──────── DATA FOR THE TASK

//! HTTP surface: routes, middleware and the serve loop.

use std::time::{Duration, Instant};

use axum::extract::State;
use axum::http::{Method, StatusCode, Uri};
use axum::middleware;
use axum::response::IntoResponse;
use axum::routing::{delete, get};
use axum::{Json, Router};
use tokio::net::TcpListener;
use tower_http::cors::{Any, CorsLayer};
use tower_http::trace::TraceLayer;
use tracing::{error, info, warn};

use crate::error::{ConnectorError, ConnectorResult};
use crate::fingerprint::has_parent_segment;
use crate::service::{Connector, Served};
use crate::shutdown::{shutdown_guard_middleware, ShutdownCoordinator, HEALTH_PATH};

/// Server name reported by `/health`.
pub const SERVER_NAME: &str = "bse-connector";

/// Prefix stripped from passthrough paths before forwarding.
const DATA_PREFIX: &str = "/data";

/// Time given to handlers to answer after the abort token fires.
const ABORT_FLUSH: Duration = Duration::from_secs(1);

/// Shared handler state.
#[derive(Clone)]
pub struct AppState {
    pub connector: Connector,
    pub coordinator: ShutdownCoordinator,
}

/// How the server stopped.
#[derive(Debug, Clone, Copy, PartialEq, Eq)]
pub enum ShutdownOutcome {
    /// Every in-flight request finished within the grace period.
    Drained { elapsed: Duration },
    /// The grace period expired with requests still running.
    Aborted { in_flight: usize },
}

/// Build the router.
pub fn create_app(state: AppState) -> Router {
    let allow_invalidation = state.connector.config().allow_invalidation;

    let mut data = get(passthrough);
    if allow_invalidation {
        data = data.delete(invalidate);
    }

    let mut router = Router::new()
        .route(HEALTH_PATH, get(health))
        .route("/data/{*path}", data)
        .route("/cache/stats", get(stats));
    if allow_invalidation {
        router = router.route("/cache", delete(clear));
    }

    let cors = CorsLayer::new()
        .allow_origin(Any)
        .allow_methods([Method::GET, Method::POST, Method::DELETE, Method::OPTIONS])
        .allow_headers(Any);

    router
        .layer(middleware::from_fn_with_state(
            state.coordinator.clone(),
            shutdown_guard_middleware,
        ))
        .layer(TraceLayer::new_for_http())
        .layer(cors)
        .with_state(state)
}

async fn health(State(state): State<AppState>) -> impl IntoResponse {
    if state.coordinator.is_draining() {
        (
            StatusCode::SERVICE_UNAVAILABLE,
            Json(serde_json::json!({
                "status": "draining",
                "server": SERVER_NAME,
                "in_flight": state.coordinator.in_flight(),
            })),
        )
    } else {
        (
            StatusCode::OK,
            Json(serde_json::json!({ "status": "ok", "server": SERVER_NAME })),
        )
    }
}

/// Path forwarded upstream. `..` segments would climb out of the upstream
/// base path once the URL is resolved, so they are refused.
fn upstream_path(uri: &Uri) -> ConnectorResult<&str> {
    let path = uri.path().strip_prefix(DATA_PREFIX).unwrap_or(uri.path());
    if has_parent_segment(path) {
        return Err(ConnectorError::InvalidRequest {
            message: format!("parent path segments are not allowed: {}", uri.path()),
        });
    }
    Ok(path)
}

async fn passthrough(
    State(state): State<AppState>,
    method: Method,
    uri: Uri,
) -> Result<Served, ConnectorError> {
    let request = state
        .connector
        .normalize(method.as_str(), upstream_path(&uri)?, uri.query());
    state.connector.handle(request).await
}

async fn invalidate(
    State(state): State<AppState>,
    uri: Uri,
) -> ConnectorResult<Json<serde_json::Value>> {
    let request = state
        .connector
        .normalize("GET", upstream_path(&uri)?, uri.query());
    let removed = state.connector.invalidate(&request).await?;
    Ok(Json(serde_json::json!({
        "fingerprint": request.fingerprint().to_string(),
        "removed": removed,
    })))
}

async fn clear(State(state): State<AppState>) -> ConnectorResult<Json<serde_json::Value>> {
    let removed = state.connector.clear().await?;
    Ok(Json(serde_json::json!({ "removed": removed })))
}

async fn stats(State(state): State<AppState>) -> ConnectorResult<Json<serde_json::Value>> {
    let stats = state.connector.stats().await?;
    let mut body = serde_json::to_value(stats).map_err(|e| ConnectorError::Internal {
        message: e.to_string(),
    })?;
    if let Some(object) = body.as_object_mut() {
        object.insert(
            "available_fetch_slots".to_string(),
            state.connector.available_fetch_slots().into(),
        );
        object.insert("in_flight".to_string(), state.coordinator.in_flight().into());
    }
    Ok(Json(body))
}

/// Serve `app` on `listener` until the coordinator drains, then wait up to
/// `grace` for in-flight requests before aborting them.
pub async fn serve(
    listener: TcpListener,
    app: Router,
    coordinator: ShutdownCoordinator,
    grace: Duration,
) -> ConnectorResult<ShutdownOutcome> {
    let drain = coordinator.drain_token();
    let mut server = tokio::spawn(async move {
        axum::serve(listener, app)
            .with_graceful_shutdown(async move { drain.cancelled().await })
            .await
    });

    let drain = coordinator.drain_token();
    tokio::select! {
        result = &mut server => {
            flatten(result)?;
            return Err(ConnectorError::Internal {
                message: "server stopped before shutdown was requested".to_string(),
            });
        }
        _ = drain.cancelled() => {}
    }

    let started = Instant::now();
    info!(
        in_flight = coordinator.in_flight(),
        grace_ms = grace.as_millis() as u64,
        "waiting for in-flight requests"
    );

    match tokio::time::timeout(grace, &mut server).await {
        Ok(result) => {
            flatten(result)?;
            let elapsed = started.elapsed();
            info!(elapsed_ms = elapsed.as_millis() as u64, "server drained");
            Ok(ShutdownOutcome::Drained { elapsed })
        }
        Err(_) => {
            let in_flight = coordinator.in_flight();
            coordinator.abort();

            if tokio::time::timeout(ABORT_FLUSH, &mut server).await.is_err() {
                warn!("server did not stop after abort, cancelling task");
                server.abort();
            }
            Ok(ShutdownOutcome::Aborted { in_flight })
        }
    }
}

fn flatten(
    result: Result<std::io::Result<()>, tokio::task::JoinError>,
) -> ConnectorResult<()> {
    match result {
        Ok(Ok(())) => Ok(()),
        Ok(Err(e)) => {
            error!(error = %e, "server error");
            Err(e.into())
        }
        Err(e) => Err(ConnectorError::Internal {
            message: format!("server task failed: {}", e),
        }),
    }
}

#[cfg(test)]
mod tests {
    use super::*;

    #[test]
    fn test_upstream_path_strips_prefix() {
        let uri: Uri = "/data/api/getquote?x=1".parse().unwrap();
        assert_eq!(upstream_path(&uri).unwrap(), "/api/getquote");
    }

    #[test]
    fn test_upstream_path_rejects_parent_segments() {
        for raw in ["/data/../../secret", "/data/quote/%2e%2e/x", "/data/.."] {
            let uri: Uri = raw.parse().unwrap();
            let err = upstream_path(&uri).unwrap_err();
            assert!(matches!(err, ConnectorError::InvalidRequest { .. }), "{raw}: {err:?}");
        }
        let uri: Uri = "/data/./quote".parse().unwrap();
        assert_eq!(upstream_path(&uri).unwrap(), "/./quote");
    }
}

────────────────

# TASK INSTRUCTIONS
Please print exactly the lines from the one containing "if tokio::time::timeout(ABORT_FLUSH, &mut" through the last line of the records, both included, and nothing else.

# SOLUTION FOR THIS PROBLEM
            if tokio::time::timeout(ABORT_FLUSH, &mut server).await.is_err() {
                warn!("server did not stop after abort, cancelling task");
                server.abort();
            }
            Ok(ShutdownOutcome::Aborted { in_flight })
        }
    }
}

fn flatten(
    result: Result<std::io::Result<()>, tokio::task::JoinError>,
) -> ConnectorResult<()> {
    match result {
        Ok(Ok(())) => Ok(()),
        Ok(Err(e)) => {
            error!(error = %e, "server error");
            Err(e.into())
        }
        Err(e) => Err(ConnectorError::Internal {
            message: format!("server task failed: {}", e),
        }),
    }
}

#[cfg(test)]
mod tests {
    use super::*;

    #[test]
    fn test_upstream_path_strips_prefix() {
        let uri: Uri = "/data/api/getquote?x=1".parse().unwrap();
        assert_eq!(upstream_path(&uri).unwrap(), "/api/getquote");
    }

    #[test]
    fn test_upstream_path_rejects_parent_segments() {
        for raw in ["/data/../../secret", "/data/quote/%2e%2e/x", "/data/.."] {
            let uri: Uri = raw.parse().unwrap();
            let err = upstream_path(&uri).unwrap_err();
            assert!(matches!(err, ConnectorError::InvalidRequest { .. }), "{raw}: {err:?}");
        }
        let uri: Uri = "/data/./quote".parse().unwrap();
        assert_eq!(upstream_path(&uri).unwrap(), "/./quote");
    }
}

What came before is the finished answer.